Martin Rickett/PA There were an additional 14 minutes played at the end of England’s World Cup match with Iran due to injury.
Time gentlemen please
Why is there so much stoppage time being played at the World Cup?
Referees asked to be ‘very accurate’ in adding an appropriate amount of time at the end of each half.

MATCHES AT THE Qatar World Cup have lasted over 100 minutes each as referees enforce Fifa’s pre-tournament instruction to maximise playing time and cut out time-wasting.

England’s match against Iran on Monday featured an incredible 27 minutes of injury time, with the serious head injury suffered by Iranian goalkeeper Ali Beiranvand accounting for a decent chunk of it.

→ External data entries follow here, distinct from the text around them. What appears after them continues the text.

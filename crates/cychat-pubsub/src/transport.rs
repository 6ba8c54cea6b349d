//! Broker-agnostic publish/subscribe contract.
//!
//! A [`Broker`] hands out one [`Connection`] per WebSocket session; the
//! connection publishes envelopes and opens [`Subscription`]s. Nothing here
//! is pooled: every session connects at accept time and closes at teardown.

use std::time::Duration;

use async_trait::async_trait;
use bytes::Bytes;

use cychat_shared::Topic;

use crate::error::PubSubError;

/// One item pulled from a subscription.
#[derive(Debug, Clone, PartialEq, Eq)]
pub enum Delivery {
    /// Broker confirmation that the subscription is active.
    SubscribeAck { topic: String },
    /// A payload published on the topic.
    Message { topic: String, payload: Bytes },
}

impl Delivery {
    pub fn payload(&self) -> Option<&Bytes> {
        match self {
            Self::Message { payload, .. } => Some(payload),
            Self::SubscribeAck { .. } => None,
        }
    }
}

#[async_trait]
pub trait Broker: Send + Sync {
    /// Open a connection scoped to a single session.
    async fn connect(&self) -> Result<Box<dyn Connection>, PubSubError>;

    /// Short backend name for logs and the health endpoint.
    fn name(&self) -> &'static str;
}

#[async_trait]
pub trait Connection: Send + Sync {
    async fn publish(&self, topic: &Topic, payload: Bytes) -> Result<(), PubSubError>;

    async fn subscribe(&self, topic: &Topic) -> Result<Box<dyn Subscription>, PubSubError>;

    /// Close the connection. Calling it again is a no-op.
    async fn close(&self) -> Result<(), PubSubError>;

    fn is_closed(&self) -> bool;
}

#[async_trait]
pub trait Subscription: Send {
    /// Poll for the next delivery, waiting at most `wait`.
    ///
    /// Returns `Ok(None)` when nothing is pending within the window. With
    /// `ignore_subscribe_acks` set, acknowledgements are consumed silently.
    async fn next_message(
        &mut self,
        ignore_subscribe_acks: bool,
        wait: Duration,
    ) -> Result<Option<Delivery>, PubSubError>;

    /// Unsubscribe and release the subscription. Calling it again is a no-op.
    async fn close(&mut self) -> Result<(), PubSubError>;

    fn topic(&self) -> &str;
}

Nine minutes were added at the end of the Wales v United States match, eight were added at the end of the second half of the Senegal v Netherlands match, while almost 14 additional minutes were played at the end of Saudi Arabia’s shock win over Argentina.

Fifa is making a concerted effort to clamp down on wasted time at these finals, as it did at Russia in 2018.

Pierluigi Collina, the Italian who chairs Fifa’s referees committee, explained last Friday: “We recommended our referees to be very accurate in calculating the time to be added at the end of each half to compensate the time lost.

“What we want to avoid is matches lasting 42, 43, 44, 45 minutes of active play. This is unacceptable. Whenever there will be an incident like an injury treatment, substitution slot, a penalty kick, a red card, a celebration of a goal…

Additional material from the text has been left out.